Novas imagens de alta resolução da superfície solar, capturadas pelo Telescópio Daniel K. Inouye, revelaram a presença de redemoinhos de plasma. Os registros, divulgados em estudo publicado na revista Nature, mostram como a dinâmica de fluidos microscópicos transporta energia do interior para as camadas externas do Sol.
Os pesquisadores, liderados pelo NSO, identificaram que os redemoinhos são manifestações de instabilidades de Kelvin-Helmholtz. Esse fenômeno ocorre quando duas camadas de fluido em velocidades diferentes se encontram. Na superfície solar, o plasma quente que ascende interage com o plasma mais frio que desce, gerando turbulências magnéticas em forma de ondas e espirais.

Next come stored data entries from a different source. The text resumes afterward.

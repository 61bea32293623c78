//! Tool dispatcher: the static registry of capabilities the model can
//! invoke mid-conversation.
//!
//! The registry is a closed enum rather than a name → handler map, and
//! [`validate_registry`] checks it against the advertised schema at
//! startup, so an undispatchable function name can never reach the model.

use std::sync::Arc;

use serde::de::DeserializeOwned;
use serde::Deserialize;
use serde_json::{json, Value};
use tracing::{info, warn};

use crate::error::ChimeError;
use crate::gcal::CalendarClient;
use crate::models::{ImageGenerator, ToolCallItem};
use crate::reminders::ReminderService;
use crate::scheduler::store::JobKind;

// ── Registry ─────────────────────────────────────────────────

/// Every capability the model can invoke.
#[derive(Debug, Clone, Copy, PartialEq, Eq)]
pub enum ToolKind {
    CreateTimer,
    CreateAlarm,
    CalendarToday,
    GenerateImage,
}

impl ToolKind {
    pub const ALL: [ToolKind; 4] = [
        ToolKind::CreateTimer,
        ToolKind::CreateAlarm,
        ToolKind::CalendarToday,
        ToolKind::GenerateImage,
    ];

    /// The function name advertised to the model.
    pub fn name(self) -> &'static str {
        match self {
            ToolKind::CreateTimer => "create_timer",
            ToolKind::CreateAlarm => "create_alarm",
            ToolKind::CalendarToday => "get_calendar_events_today",
            ToolKind::GenerateImage => "generate_image",
        }
    }

    /// Resolve an advertised name back to its kind.
    pub fn from_name(name: &str) -> Option<ToolKind> {
        ToolKind::ALL.into_iter().find(|k| k.name() == name)
    }
}

/// The advertised function schema, in the provider `tools` array format.
pub fn function_defs() -> Vec<Value> {
    vec![
        json!({
            "type": "function",
            "function": {
                "name": ToolKind::CreateTimer.name(),
                "description": "Sets a timer that is triggered only once in the specified number of minutes.",
                "parameters": {
                    "type": "object",
                    "properties": {
                        "name": {
                            "type": "string",
                            "description": "The name of the timer, if not given by the user come up with one based on the description",
                        },
                        "time": {
                            "type": "number",
                            "description": "number of minutes in which to trigger the timer, cannot be negative",
                        },
                        "description": {
                            "type": "string",
                            "description": "The user specified description or text for the timer",
                        },
                    },
                    "required": ["name", "time", "description"],
                }
            }
        }),
        json!({
            "type": "function",
            "function": {
                "name": ToolKind::CreateAlarm.name(),
                "description": "Sets an alarm that is triggered daily at a certain time.",
                "parameters": {
                    "type": "object",
                    "properties": {
                        "name": {
                            "type": "string",
                            "description": "The name of the alarm, if not given by the user come up with one based on the description",
                        },
                        "time": {
                            "type": "string",
                            "description": "24 hour time, for example 0300 or 2345",
                        },
                        "description": {
                            "type": "string",
                            "description": "The user specified description or text for the alarm",
                        },
                        "silent": {
                            "type": "boolean",
                            "description": "If the notification should be silent or quiet so as to not disturb the user",
                        },
                    },
                    "required": ["name", "time", "description"],
                }
            }
        }),
        json!({
            "type": "function",
            "function": {
                "name": ToolKind::CalendarToday.name(),
                "description": "Gets the calendar events for today",
                "parameters": { "type": "object", "properties": {} }
            }
        }),
        json!({
            "type": "function",
            "function": {
                "name": ToolKind::GenerateImage.name(),
                "description": "Generates an image with the given prompt, returns the url to the image.",
                "parameters": {
                    "type": "object",
                    "properties": {
                        "prompt": {
                            "type": "string",
                            "description": "The prompt describing the image",
                        },
                    },
                    "required": ["prompt"],
                }
            }
        }),
    ]
}

/// Verify that the advertised schema and the dispatchable set agree.
///
/// Run once at startup: when this passes, an unknown tool name coming back
/// from the model is a programming error, not a runtime condition.
pub fn validate_registry() -> anyhow::Result<()> {
    let advertised: Vec<String> = function_defs()
        .iter()
        .filter_map(|d| d["function"]["name"].as_str().map(String::from))
        .collect();

    for name in &advertised {
        if ToolKind::from_name(name).is_none() {
            anyhow::bail!("tool schema advertises undispatchable function '{name}'");
        }
    }
    for kind in ToolKind::ALL {
        if !advertised.iter().any(|n| n == kind.name()) {
            anyhow::bail!("tool '{}' is dispatchable but not advertised", kind.name());
        }
    }
    Ok(())
}

// ── Argument shapes ──────────────────────────────────────────

#[derive(Debug, Deserialize)]
struct TimerArgs {
    name: String,
    time: f64,
    #[serde(default)]
    description: String,
}

#[derive(Debug, Deserialize)]
struct AlarmArgs {
    name: String,
    time: String,
    #[serde(default)]
    description: String,
    #[serde(default)]
    silent: bool,
}

#[derive(Debug, Deserialize)]
struct ImageArgs {
    prompt: String,
}

fn parse_args<T: DeserializeOwned>(value: Value, tool: &str) -> Result<T, ChimeError> {
    serde_json::from_value(value).map_err(|e| {
        ChimeError::Contract(format!("arguments for {tool} do not match the schema: {e}"))
    })
}

// ── Dispatcher ───────────────────────────────────────────────

/// Routes a model-requested function call to its concrete capability.
pub struct ToolDispatcher {
    reminders: Arc<ReminderService>,
    calendar: Option<Arc<dyn CalendarClient>>,
    images: Arc<dyn ImageGenerator>,
}

impl ToolDispatcher {
    pub fn new(
        reminders: Arc<ReminderService>,
        calendar: Option<Arc<dyn CalendarClient>>,
        images: Arc<dyn ImageGenerator>,
    ) -> Self {
        Self {
            reminders,
            calendar,
            images,
        }
    }

    /// Execute one requested call and return the short text result the
    /// model paraphrases — never echoed to the user verbatim.
    ///
    /// Unknown names and non-schema arguments are contract violations and
    /// abort the turn. Capability-level failures (bad duration, service
    /// down) come back as result text so the model can tell the user.
    pub async fn dispatch(&self, chat_id: i64, call: &ToolCallItem) -> Result<String, ChimeError> {
        let kind = ToolKind::from_name(&call.name)
            .ok_or_else(|| ChimeError::Contract(format!("unknown tool: {}", call.name)))?;
        let args: Value = serde_json::from_str(&call.arguments).map_err(|e| {
            ChimeError::Contract(format!(
                "arguments for {} are not valid JSON: {e}",
                call.name
            ))
        })?;

        info!(tool = %call.name, call_id = %call.id, "dispatching tool call");

        match kind {
            ToolKind::CreateTimer => {
                let args: TimerArgs = parse_args(args, "create_timer")?;
                match self
                    .reminders
                    .create_timer(chat_id, args.time, &args.name, &args.description)
                    .await
                {
                    Ok(confirmation) => {
                        crate::reminders::announce_confirmation(
                            chat_id,
                            JobKind::Timer,
                            &confirmation,
                        )
                        .await;
                        Ok("Timer set successfully! Do not execute the timer, just inform the user of this fact.".to_string())
                    }
                    Err(e) => {
                        warn!(error = %e, "create_timer rejected");
                        Ok(e.user_message())
                    }
                }
            }
            ToolKind::CreateAlarm => {
                let args: AlarmArgs = parse_args(args, "create_alarm")?;
                match self
                    .reminders
                    .create_alarm(chat_id, &args.time, &args.name, &args.description, args.silent)
                    .await
                {
                    Ok(confirmation) => {
                        crate::reminders::announce_confirmation(
                            chat_id,
                            JobKind::Alarm,
                            &confirmation,
                        )
                        .await;
                        Ok("Alarm set successfully! Do not execute the alarm, just inform the user of this fact.".to_string())
                    }
                    Err(e) => {
                        warn!(error = %e, "create_alarm rejected");
                        Ok(e.user_message())
                    }
                }
            }
            ToolKind::CalendarToday => match &self.calendar {
                Some(calendar) => match calendar.events_today().await {
                    Ok(text) => Ok(text),
                    Err(e) => {
                        warn!(error = %e, "calendar lookup failed");
                        Ok("The calendar could not be reached right now.".to_string())
                    }
                },
                None => Ok("Calendar lookup is not configured.".to_string()),
            },
            ToolKind::GenerateImage => {
                let args: ImageArgs = parse_args(args, "generate_image")?;
                match self.images.generate_image(&args.prompt).await {
                    Ok(url) => Ok(url),
                    Err(e) => {
                        warn!(error = %e, "image generation failed");
                        Ok("Image generation failed, please try again.".to_string())
                    }
                }
            }
        }
    }
}

// ── Tests ────────────────────────────────────────────────────

#[cfg(test)]
mod tests {
    use super::*;

    #[test]
    fn registry_is_consistent() {
        validate_registry().unwrap();
    }

    #[test]
    fn names_round_trip() {
        for kind in ToolKind::ALL {
            assert_eq!(ToolKind::from_name(kind.name()), Some(kind));
        }
        assert_eq!(ToolKind::from_name("exec_shell"), None);
    }

    #[test]
    fn schema_advertises_every_kind_once() {
        let defs = function_defs();
        assert_eq!(defs.len(), ToolKind::ALL.len());
        for def in &defs {
            assert_eq!(def["type"], "function");
            assert!(def["function"]["name"].is_string());
            assert!(def["function"]["parameters"].is_object());
        }
    }

    #[test]
    fn timer_args_require_time_number() {
        let ok: Result<TimerArgs, _> = parse_args(
            json!({"name": "tea", "time": 5, "description": ""}),
            "create_timer",
        );
        assert!(ok.is_ok());

        let bad: Result<TimerArgs, _> = parse_args(
            json!({"name": "tea", "time": "five", "description": ""}),
            "create_timer",
        );
        assert!(matches!(bad, Err(ChimeError::Contract(_))));
    }

    #[test]
    fn alarm_args_default_silent_false() {
        let args: AlarmArgs = parse_args(
            json!({"name": "wake", "time": "0700", "description": "rise"}),
            "create_alarm",
        )
        .unwrap();
        assert!(!args.silent);
    }
}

David Kuridze, astrofísico do NSO e autor principal do estudo, afirmou que a capacidade de resolver essas estruturas turbulentas é essencial para compreender como a energia magnética se converte em calor. As imagens, obtidas pelo espelho de 4 metros do telescópio, detalham estruturas de apenas 19 km de largura na fotosfera solar.
A análise de 47 vórtices revelou que a distância média entre eles é de 65 km, com tamanhos variando de 25 km a 170 km. Simulações 3D indicam que esses vórtices se estendem verticalmente como “rolos” por centenas de quilômetros abaixo da superfície visível. O telescópio está localizado no vulcão Haleakalā, na ilha de Maui.